### Records from a data collection
────────
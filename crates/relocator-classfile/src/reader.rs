use crate::error::{Error, Result};

/// Big-endian cursor over a class file (or a nested attribute body).
#[derive(Debug, Clone)]
pub(crate) struct Reader<'a> {
    bytes: &'a [u8],
    pos: usize,
}

impl<'a> Reader<'a> {
    pub(crate) fn new(bytes: &'a [u8]) -> Self {
        Self { bytes, pos: 0 }
    }

    pub(crate) fn position(&self) -> usize {
        self.pos
    }

    /// Bytes consumed between `start` and the current position.
    pub(crate) fn consumed_since(&self, start: usize) -> &'a [u8] {
        &self.bytes[start.min(self.pos)..self.pos]
    }

    pub(crate) fn remaining(&self) -> usize {
        self.bytes.len() - self.pos
    }

    pub(crate) fn read_u1(&mut self) -> Result<u8> {
        let b = *self.bytes.get(self.pos).ok_or(Error::UnexpectedEof)?;
        self.pos += 1;
        Ok(b)
    }

    pub(crate) fn read_i1(&mut self) -> Result<i8> {
        Ok(self.read_u1()? as i8)
    }

    pub(crate) fn read_u2(&mut self) -> Result<u16> {
        let bytes = self.read_array::<2>()?;
        Ok(u16::from_be_bytes(bytes))
    }

    pub(crate) fn read_i2(&mut self) -> Result<i16> {
        Ok(self.read_u2()? as i16)
    }

    pub(crate) fn read_u4(&mut self) -> Result<u32> {
        let bytes = self.read_array::<4>()?;
        Ok(u32::from_be_bytes(bytes))
    }

    pub(crate) fn read_i4(&mut self) -> Result<i32> {
        Ok(self.read_u4()? as i32)
    }

    pub(crate) fn read_u8(&mut self) -> Result<u64> {
        let bytes = self.read_array::<8>()?;
        Ok(u64::from_be_bytes(bytes))
    }

    pub(crate) fn read_bytes(&mut self, len: usize) -> Result<&'a [u8]> {
        let end = self.pos.checked_add(len).ok_or(Error::UnexpectedEof)?;
        let slice = self.bytes.get(self.pos..end).ok_or(Error::UnexpectedEof)?;
        self.pos = end;
        Ok(slice)
    }

    pub(crate) fn skip(&mut self, len: usize) -> Result<()> {
        self.read_bytes(len).map(|_| ())
    }

    pub(crate) fn ensure_empty(&self) -> Result<()> {
        match self.remaining() {
            0 => Ok(()),
            n => Err(Error::TrailingBytes(n)),
        }
    }

    fn read_array<const N: usize>(&mut self) -> Result<[u8; N]> {
        let slice = self.read_bytes(N)?;
        let mut out = [0u8; N];
        out.copy_from_slice(slice);
        Ok(out)
    }
}

/// Append-only big-endian output buffer, the counterpart of [`Reader`].
#[derive(Debug, Default, Clone)]
pub(crate) struct ByteWriter {
    bytes: Vec<u8>,
}

impl ByteWriter {
    pub(crate) fn new() -> Self {
        Self::default()
    }

    pub(crate) fn len(&self) -> usize {
        self.bytes.len()
    }

    pub(crate) fn u1(&mut self, value: u8) {
        self.bytes.push(value);
    }

    pub(crate) fn u2(&mut self, value: u16) {
        self.bytes.extend_from_slice(&value.to_be_bytes());
    }

    pub(crate) fn u4(&mut self, value: u32) {
        self.bytes.extend_from_slice(&value.to_be_bytes());
    }

    pub(crate) fn i4(&mut self, value: i32) {
        self.bytes.extend_from_slice(&value.to_be_bytes());
    }

    pub(crate) fn u8(&mut self, value: u64) {
        self.bytes.extend_from_slice(&value.to_be_bytes());
    }

    pub(crate) fn bytes(&mut self, value: &[u8]) {
        self.bytes.extend_from_slice(value);
    }

    /// Length-prefixed attribute: `u2 name_index`, `u4 length`, body.
    pub(crate) fn attribute(&mut self, name_index: u16, body: &[u8]) -> Result<()> {
        let len = u32::try_from(body.len()).map_err(|_| Error::Other("attribute too large"))?;
        self.u2(name_index);
        self.u4(len);
        self.bytes(body);
        Ok(())
    }

    pub(crate) fn as_slice(&self) -> &[u8] {
        &self.bytes
    }

    pub(crate) fn into_vec(self) -> Vec<u8> {
        self.bytes
    }
}

#[cfg(test)]
mod tests {
    use super::*;

    #[test]
    fn reads_big_endian_values() {
        let data = [0xCA, 0xFE, 0xBA, 0xBE, 0x00, 0x34, 0xFF];
        let mut reader = Reader::new(&data);
        assert_eq!(reader.read_u4().unwrap(), 0xCAFEBABE);
        assert_eq!(reader.read_u2().unwrap(), 52);
        assert_eq!(reader.read_i1().unwrap(), -1);
        assert_eq!(reader.read_u1(), Err(Error::UnexpectedEof));
    }

    #[test]
    fn ensure_empty_reports_trailing_bytes() {
        let data = [1, 2, 3];
        let mut reader = Reader::new(&data);
        reader.read_u1().unwrap();
        assert_eq!(reader.ensure_empty(), Err(Error::TrailingBytes(2)));
    }
}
────────
### Work to be completed
Every record needs to be written out again, exactly as it was given.

### Response box
filename crates/relocator-classfile/src/reader.rs
use crate::error::{Error, Result};

/// Big-endian cursor over a class file (or a nested attribute body).
#[derive(Debug, Clone)]
pub(crate) struct Reader<'a> {
    bytes: &'a [u8],
    pos: usize,
}

impl<'a> Reader<'a> {
    pub(crate) fn new(bytes: &'a [u8]) -> Self {
        Self { bytes, pos: 0 }
    }

    pub(crate) fn position(&self) -> usize {
        self.pos
    }

    /// Bytes consumed between `start` and the current position.
    pub(crate) fn consumed_since(&self, start: usize) -> &'a [u8] {
        &self.bytes[start.min(self.pos)..self.pos]
    }

    pub(crate) fn remaining(&self) -> usize {
        self.bytes.len() - self.pos
    }

    pub(crate) fn read_u1(&mut self) -> Result<u8> {
        let b = *self.bytes.get(self.pos).ok_or(Error::UnexpectedEof)?;
        self.pos += 1;
        Ok(b)
    }

    pub(crate) fn read_i1(&mut self) -> Result<i8> {
        Ok(self.read_u1()? as i8)
    }

    pub(crate) fn read_u2(&mut self) -> Result<u16> {
        let bytes = self.read_array::<2>()?;
        Ok(u16::from_be_bytes(bytes))
    }

    pub(crate) fn read_i2(&mut self) -> Result<i16> {
        Ok(self.read_u2()? as i16)
    }

    pub(crate) fn read_u4(&mut self) -> Result<u32> {
        let bytes = self.read_array::<4>()?;
        Ok(u32::from_be_bytes(bytes))
    }

    pub(crate) fn read_i4(&mut self) -> Result<i32> {
        Ok(self.read_u4()? as i32)
    }

    pub(crate) fn read_u8(&mut self) -> Result<u64> {
        let bytes = self.read_array::<8>()?;
        Ok(u64::from_be_bytes(bytes))
    }

    pub(crate) fn read_bytes(&mut self, len: usize) -> Result<&'a [u8]> {
        let end = self.pos.checked_add(len).ok_or(Error::UnexpectedEof)?;
        let slice = self.bytes.get(self.pos..end).ok_or(Error::UnexpectedEof)?;
        self.pos = end;
        Ok(slice)
    }

    pub(crate) fn skip(&mut self, len: usize) -> Result<()> {
        self.read_bytes(len).map(|_| ())
    }

    pub(crate) fn ensure_empty(&self) -> Result<()> {
        match self.remaining() {
            0 => Ok(()),
            n => Err(Error::TrailingBytes(n)),
        }
    }

    fn read_array<const N: usize>(&mut self) -> Result<[u8; N]> {
        let slice = self.read_bytes(N)?;
        let mut out = [0u8; N];
        out.copy_from_slice(slice);
        Ok(out)
    }
}

/// Append-only big-endian output buffer, the counterpart of [`Reader`].
#[derive(Debug, Default, Clone)]
pub(crate) struct ByteWriter {
    bytes: Vec<u8>,
}

impl ByteWriter {
    pub(crate) fn new() -> Self {
        Self::default()
    }

    pub(crate) fn len(&self) -> usize {
        self.bytes.len()
    }

    pub(crate) fn u1(&mut self, value: u8) {
        self.bytes.push(value);
    }

    pub(crate) fn u2(&mut self, value: u16) {
        self.bytes.extend_from_slice(&value.to_be_bytes());
    }

    pub(crate) fn u4(&mut self, value: u32) {
        self.bytes.extend_from_slice(&value.to_be_bytes());
    }

    pub(crate) fn i4(&mut self, value: i32) {
        self.bytes.extend_from_slice(&value.to_be_bytes());
    }

    pub(crate) fn u8(&mut self, value: u64) {
        self.bytes.extend_from_slice(&value.to_be_bytes());
    }

    pub(crate) fn bytes(&mut self, value: &[u8]) {
        self.bytes.extend_from_slice(value);
    }

    /// Length-prefixed attribute: `u2 name_index`, `u4 length`, body.
    pub(crate) fn attribute(&mut self, name_index: u16, body: &[u8]) -> Result<()> {
        let len = u32::try_from(body.len()).map_err(|_| Error::Other("attribute too large"))?;
        self.u2(name_index);
        self.u4(len);
        self.bytes(body);
        Ok(())
    }

    pub(crate) fn as_slice(&self) -> &[u8] {
        &self.bytes
    }

    pub(crate) fn into_vec(self) -> Vec<u8> {
        self.bytes
    }
}

#[cfg(test)]
mod tests {
    use super::*;

    #[test]
    fn reads_big_endian_values() {
        let data = [0xCA, 0xFE, 0xBA, 0xBE, 0x00, 0x34, 0xFF];
        let mut reader = Reader::new(&data);
        assert_eq!(reader.read_u4().unwrap(), 0xCAFEBABE);
        assert_eq!(reader.read_u2().unwrap(), 52);
        assert_eq!(reader.read_i1().unwrap(), -1);
        assert_eq!(reader.read_u1(), Err(Error::UnexpectedEof));
    }

    #[test]
    fn ensure_empty_reports_trailing_bytes() {
        let data = [1, 2, 3];
        let mut reader = Reader::new(&data);
        reader.read_u1().unwrap();
        assert_eq!(reader.ensure_empty(), Err(Error::TrailingBytes(2)));
    }
}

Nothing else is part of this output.